| TASK TO CARRY OUT |
Whenever a line in the records below holds the string "grant", copy it out.

| GIVEN DATA |
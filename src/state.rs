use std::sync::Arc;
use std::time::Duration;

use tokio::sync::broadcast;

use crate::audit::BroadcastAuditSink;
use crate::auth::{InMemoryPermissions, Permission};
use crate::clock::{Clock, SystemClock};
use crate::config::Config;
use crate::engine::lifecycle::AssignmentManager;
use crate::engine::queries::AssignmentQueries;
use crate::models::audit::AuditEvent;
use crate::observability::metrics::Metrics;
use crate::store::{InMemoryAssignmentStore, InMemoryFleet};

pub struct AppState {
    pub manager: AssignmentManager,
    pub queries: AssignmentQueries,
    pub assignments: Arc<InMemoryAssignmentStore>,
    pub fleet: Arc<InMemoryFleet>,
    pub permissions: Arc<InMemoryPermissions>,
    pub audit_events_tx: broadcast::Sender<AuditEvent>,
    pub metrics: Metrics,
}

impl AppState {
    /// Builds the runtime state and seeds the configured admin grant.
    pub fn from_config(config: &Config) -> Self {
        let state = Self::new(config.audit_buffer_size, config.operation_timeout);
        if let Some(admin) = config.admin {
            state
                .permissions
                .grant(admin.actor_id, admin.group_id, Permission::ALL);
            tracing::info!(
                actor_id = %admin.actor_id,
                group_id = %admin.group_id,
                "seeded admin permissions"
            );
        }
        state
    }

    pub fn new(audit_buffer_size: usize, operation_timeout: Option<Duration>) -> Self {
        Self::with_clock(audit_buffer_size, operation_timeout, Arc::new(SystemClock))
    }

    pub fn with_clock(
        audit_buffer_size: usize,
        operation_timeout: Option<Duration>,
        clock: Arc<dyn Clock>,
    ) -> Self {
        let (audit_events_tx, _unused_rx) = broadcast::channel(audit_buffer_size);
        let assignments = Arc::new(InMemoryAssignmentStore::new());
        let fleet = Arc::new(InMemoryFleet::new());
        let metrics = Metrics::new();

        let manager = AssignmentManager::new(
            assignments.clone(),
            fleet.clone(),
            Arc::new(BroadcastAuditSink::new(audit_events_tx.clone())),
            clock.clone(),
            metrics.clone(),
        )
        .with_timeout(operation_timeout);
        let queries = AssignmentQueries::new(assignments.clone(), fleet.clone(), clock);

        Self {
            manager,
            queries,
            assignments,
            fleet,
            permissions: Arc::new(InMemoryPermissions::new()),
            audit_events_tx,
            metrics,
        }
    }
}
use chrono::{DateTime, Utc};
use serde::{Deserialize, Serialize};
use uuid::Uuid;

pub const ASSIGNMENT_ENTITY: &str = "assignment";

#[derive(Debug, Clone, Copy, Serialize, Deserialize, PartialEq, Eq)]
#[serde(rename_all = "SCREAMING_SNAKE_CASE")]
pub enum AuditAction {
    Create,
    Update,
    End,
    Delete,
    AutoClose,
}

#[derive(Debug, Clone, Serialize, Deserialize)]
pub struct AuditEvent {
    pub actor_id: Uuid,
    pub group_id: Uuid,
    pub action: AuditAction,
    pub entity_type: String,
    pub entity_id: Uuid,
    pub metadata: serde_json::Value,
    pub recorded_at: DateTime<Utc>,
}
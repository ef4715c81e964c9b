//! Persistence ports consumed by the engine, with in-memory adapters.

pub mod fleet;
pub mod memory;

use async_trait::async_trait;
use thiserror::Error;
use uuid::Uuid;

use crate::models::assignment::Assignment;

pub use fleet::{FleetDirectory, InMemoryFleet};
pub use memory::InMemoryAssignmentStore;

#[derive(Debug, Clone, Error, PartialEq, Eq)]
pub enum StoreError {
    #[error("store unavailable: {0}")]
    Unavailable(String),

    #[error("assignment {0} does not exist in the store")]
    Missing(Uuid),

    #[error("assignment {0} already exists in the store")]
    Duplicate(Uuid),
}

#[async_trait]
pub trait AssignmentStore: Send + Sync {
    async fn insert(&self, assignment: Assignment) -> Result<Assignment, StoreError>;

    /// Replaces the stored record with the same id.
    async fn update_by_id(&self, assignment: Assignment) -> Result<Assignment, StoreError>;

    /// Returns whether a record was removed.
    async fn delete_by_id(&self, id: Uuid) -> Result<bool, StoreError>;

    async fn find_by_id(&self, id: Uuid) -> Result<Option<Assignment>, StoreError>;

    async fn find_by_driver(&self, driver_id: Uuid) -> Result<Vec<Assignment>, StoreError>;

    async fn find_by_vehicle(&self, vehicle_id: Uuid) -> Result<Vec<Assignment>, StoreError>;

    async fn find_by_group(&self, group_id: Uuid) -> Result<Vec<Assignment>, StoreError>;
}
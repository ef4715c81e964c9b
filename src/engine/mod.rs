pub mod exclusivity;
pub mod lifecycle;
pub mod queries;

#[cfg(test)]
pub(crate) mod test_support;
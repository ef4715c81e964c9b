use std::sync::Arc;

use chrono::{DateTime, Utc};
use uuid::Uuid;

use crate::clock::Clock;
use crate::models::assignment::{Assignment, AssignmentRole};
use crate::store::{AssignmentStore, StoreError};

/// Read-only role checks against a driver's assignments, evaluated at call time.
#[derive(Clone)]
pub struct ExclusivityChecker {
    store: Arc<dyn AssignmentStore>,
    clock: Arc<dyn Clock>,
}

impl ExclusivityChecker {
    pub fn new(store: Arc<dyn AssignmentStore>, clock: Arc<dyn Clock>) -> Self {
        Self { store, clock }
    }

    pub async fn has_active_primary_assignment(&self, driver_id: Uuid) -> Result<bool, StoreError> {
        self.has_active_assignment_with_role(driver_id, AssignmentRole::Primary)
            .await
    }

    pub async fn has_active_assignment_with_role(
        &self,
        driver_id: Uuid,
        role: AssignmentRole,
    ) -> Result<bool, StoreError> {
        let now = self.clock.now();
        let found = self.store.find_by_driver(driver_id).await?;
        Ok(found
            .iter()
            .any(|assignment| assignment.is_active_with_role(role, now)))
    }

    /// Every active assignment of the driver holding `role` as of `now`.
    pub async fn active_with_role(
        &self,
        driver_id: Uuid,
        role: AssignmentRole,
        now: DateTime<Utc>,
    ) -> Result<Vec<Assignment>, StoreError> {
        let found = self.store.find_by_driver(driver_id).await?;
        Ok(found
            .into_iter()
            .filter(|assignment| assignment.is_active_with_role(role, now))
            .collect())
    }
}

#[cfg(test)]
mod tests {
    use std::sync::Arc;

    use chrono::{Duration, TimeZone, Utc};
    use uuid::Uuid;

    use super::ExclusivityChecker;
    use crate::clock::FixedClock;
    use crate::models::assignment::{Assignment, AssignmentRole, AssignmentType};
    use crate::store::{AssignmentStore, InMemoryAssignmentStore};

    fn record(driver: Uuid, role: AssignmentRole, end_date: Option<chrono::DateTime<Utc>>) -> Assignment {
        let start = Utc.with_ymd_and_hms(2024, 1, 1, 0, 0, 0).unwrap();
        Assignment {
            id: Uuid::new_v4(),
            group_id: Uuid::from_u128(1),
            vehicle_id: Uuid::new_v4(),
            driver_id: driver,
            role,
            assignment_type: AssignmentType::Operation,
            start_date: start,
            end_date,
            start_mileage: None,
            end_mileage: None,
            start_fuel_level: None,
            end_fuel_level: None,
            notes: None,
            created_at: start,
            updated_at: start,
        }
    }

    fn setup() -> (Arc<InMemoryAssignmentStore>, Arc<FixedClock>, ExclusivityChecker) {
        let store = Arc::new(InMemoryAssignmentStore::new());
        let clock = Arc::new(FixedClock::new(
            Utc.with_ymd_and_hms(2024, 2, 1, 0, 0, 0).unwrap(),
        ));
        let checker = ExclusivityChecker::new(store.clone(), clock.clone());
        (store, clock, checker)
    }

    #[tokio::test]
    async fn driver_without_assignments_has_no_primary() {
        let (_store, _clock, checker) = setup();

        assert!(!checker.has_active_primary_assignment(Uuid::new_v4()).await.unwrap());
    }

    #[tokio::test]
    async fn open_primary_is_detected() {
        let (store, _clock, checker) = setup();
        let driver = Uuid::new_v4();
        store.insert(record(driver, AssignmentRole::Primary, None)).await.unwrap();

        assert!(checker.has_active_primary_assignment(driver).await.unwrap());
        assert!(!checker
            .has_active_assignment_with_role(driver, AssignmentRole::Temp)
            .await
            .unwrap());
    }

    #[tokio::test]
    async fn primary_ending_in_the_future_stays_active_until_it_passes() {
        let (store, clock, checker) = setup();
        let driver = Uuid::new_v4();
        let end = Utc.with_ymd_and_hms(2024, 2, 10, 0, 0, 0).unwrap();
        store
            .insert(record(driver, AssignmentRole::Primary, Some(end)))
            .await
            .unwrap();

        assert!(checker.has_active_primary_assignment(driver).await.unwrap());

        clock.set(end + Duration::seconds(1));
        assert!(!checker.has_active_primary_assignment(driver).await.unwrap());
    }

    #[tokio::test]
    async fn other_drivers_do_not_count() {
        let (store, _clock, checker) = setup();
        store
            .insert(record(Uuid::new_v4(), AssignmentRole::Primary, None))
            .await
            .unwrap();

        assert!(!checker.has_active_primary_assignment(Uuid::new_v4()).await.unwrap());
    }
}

| RESULT |
    /// Builds the runtime state and seeds the configured admin grant.
                .grant(admin.actor_id, admin.group_id, Permission::ALL);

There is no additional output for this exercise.